Enhancing Data Generation in TPCx-HS with a Non-Uniform Random Distribution

Nambiar, Raghunath; Rabl, Tilmann; Kulkarni, Karthik; Frank, Michael in Performance Evaluation and Benchmarking: Traditional to Big Data to Internet of Things - 7th TPC Technology Conference, TPCTC 2015, Kohala Coast, HI, USA, August 31 - September 4, 2015. Revised Selected Papers page 94-129 . 2015 .

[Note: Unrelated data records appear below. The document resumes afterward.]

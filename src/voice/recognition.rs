//! Single-shot speech recognition routed into the plan form
//!
//! A [`Recognizer`] is the platform capability: it listens once and reports
//! exactly one [`RecognitionEvent`]. [`SpeechBridge`] owns at most one
//! [`RecognitionSession`] at a time and routes the transcript into whichever
//! field the session was opened for.

use std::sync::Arc;
use std::sync::atomic::{AtomicBool, Ordering};

use async_trait::async_trait;

use super::capture::{AudioCapture, SAMPLE_RATE, UtteranceLimits, samples_to_wav};
use super::stt::Transcriber;
use crate::budget::form::{InputTarget, PlanForm};
use crate::{Error, Result};

/// Outcome of one listening session
#[derive(Debug, Clone, PartialEq, Eq)]
pub enum RecognitionEvent {
    /// A transcript was recognized
    Result(String),
    /// The capability or provider reported an error code
    Error(String),
    /// Listening ended without a transcript
    End,
}

/// Speech recognition capability
#[async_trait]
pub trait Recognizer: Send + Sync {
    /// Whether recognition can work in this environment
    fn is_available(&self) -> bool;

    /// Listen for a single utterance
    async fn recognize(&self) -> RecognitionEvent;

    /// Ask an in-progress `recognize` to end early
    fn stop(&self);
}

/// Recognizes speech from the default microphone through a hosted STT API
pub struct MicRecognizer {
    transcriber: Arc<dyn Transcriber>,
    limits: UtteranceLimits,
    stop: Arc<AtomicBool>,
}

impl MicRecognizer {
    #[must_use]
    pub fn new(transcriber: Arc<dyn Transcriber>) -> Self {
        Self {
            transcriber,
            limits: UtteranceLimits::default(),
            stop: Arc::new(AtomicBool::new(false)),
        }
    }

    #[must_use]
    pub const fn with_limits(mut self, limits: UtteranceLimits) -> Self {
        self.limits = limits;
        self
    }
}

#[async_trait]
impl Recognizer for MicRecognizer {
    fn is_available(&self) -> bool {
        AudioCapture::is_available()
    }

    async fn recognize(&self) -> RecognitionEvent {
        self.stop.store(false, Ordering::Relaxed);
        let stop = Arc::clone(&self.stop);
        let limits = self.limits;

        let recorded = tokio::task::spawn_blocking(move || {
            let mut capture = AudioCapture::new()?;
            capture.record_utterance(limits, &stop)
        })
        .await;

        let samples = match recorded {
            Ok(Ok(samples)) => samples,
            Ok(Err(e)) => {
                tracing::warn!(error = %e, "audio capture failed");
                return RecognitionEvent::Error("audio-capture".to_string());
            }
            Err(e) => {
                tracing::error!(error = %e, "capture task failed");
                return RecognitionEvent::Error("aborted".to_string());
            }
        };

        if samples.is_empty() {
            return RecognitionEvent::End;
        }

        let wav = match samples_to_wav(&samples, SAMPLE_RATE) {
            Ok(wav) => wav,
            Err(e) => return RecognitionEvent::Error(e.to_string()),
        };

        match self.transcriber.transcribe(&wav, "audio/wav").await {
            Ok(text) if text.trim().is_empty() => RecognitionEvent::End,
            Ok(text) => RecognitionEvent::Result(text),
            Err(e) => RecognitionEvent::Error(e.to_string()),
        }
    }

    fn stop(&self) {
        self.stop.store(true, Ordering::Relaxed);
    }
}

/// One listening request bound to the field it fills
#[derive(Debug, Clone, PartialEq, Eq)]
pub struct RecognitionSession {
    target: InputTarget,
}

impl RecognitionSession {
    #[must_use]
    pub const fn target(&self) -> &InputTarget {
        &self.target
    }
}

/// Routes recognized speech into the plan form
pub struct SpeechBridge {
    recognizer: Option<Arc<dyn Recognizer>>,
    active: Option<RecognitionSession>,
}

impl SpeechBridge {
    /// Create a bridge; `None` means speech input is unsupported here
    #[must_use]
    pub fn new(recognizer: Option<Arc<dyn Recognizer>>) -> Self {
        Self {
            recognizer,
            active: None,
        }
    }

    #[must_use]
    pub fn is_available(&self) -> bool {
        self.recognizer.as_ref().is_some_and(|r| r.is_available())
    }

    #[must_use]
    pub const fn is_listening(&self) -> bool {
        self.active.is_some()
    }

    #[must_use]
    pub fn active_target(&self) -> Option<&InputTarget> {
        self.active.as_ref().map(RecognitionSession::target)
    }

    /// Open a session for `target`
    ///
    /// # Errors
    ///
    /// Returns `Error::RecognitionUnavailable` if there is no usable
    /// recognizer, or `Error::Recognition` if a session is already open
    pub fn begin(&mut self, target: InputTarget) -> Result<&RecognitionSession> {
        if !self.is_available() {
            return Err(Error::RecognitionUnavailable(
                "speech recognition is not supported in this environment".to_string(),
            ));
        }
        if self.active.is_some() {
            return Err(Error::Recognition("already listening".to_string()));
        }

        tracing::debug!(?target, "listening");
        Ok(self.active.insert(RecognitionSession { target }))
    }

    /// Close the open session with its event, routing any transcript
    ///
    /// The session is cleared whatever the event. Returns the value written
    /// to the form, or `None` when recognition ended without a transcript.
    ///
    /// # Errors
    ///
    /// Returns `Error::Recognition` for an error event or when no session is
    /// open, and `Error::NotFound` if the target expense was removed meanwhile
    pub fn complete(&mut self, event: RecognitionEvent, form: &mut PlanForm) -> Result<Option<String>> {
        let session = self
            .active
            .take()
            .ok_or_else(|| Error::Recognition("not listening".to_string()))?;

        match event {
            RecognitionEvent::Result(transcript) => {
                form.apply_transcript(&session.target, &transcript)?;
                let value = form.value(&session.target).unwrap_or_default();
                tracing::debug!(target = ?session.target, %value, "transcript routed");
                Ok(Some(value))
            }
            RecognitionEvent::Error(code) => Err(Error::Recognition(code)),
            RecognitionEvent::End => Ok(None),
        }
    }

    /// Listen once and route the result into `form`
    ///
    /// Dropping the returned future before it resolves closes the session
    /// and stops the recognizer.
    ///
    /// # Errors
    ///
    /// As [`Self::begin`] and [`Self::complete`]
    pub async fn listen(&mut self, target: InputTarget, form: &mut PlanForm) -> Result<Option<String>> {
        self.begin(target)?;
        let Some(recognizer) = self.recognizer.clone() else {
            return self.complete(RecognitionEvent::Error("not-available".to_string()), form);
        };

        let mut guard = ListenGuard {
            active: &mut self.active,
            recognizer: recognizer.as_ref(),
            settled: false,
        };
        let event = recognizer.recognize().await;
        guard.settled = true;
        drop(guard);

        self.complete(event, form)
    }

    /// Abandon the open session, if any
    pub fn cancel(&mut self) {
        if self.active.take().is_some() {
            if let Some(recognizer) = &self.recognizer {
                recognizer.stop();
            }
        }
    }
}

/// Closes an abandoned session when a `listen` future is dropped mid-await
struct ListenGuard<'a> {
    active: &'a mut Option<RecognitionSession>,
    recognizer: &'a dyn Recognizer,
    settled: bool,
}

impl Drop for ListenGuard<'_> {
    fn drop(&mut self) {
        if self.settled {
            return;
        }
        if let Some(session) = self.active.take() {
            tracing::debug!(target = ?session.target, "listening abandoned");
            self.recognizer.stop();
        }
    }
}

Developed by the Transaction Processing Performance Council, the TPC Express Benchmark HS (TPCx-HS) is the industry’s first standard for benchmarking big data systems. It is designed to provide an objective measure of hardware, operating system and commercial Apache Hadoop File System API compatible software distributions, and to provide the industry with verifiable performance, price-performance and availability metrics [1][2]. It can be used to compare a broad range of system topologies and implementation methodologies of big data systems in a technically rigorous and directly comparable and vendor-neutral manner. The modeled application is simple and the results are highly relevant to hardware and software dealing with Big Data systems in general. The data generation is derived from TeraGen[3] which uses uniform distribution of data. In this paper the authors propose normal distribution (Gaussian distribution) which may be more representative of real life datasets. The modified TeraGen and complete changes required to the TPCx-HS kit are included as part of this paper.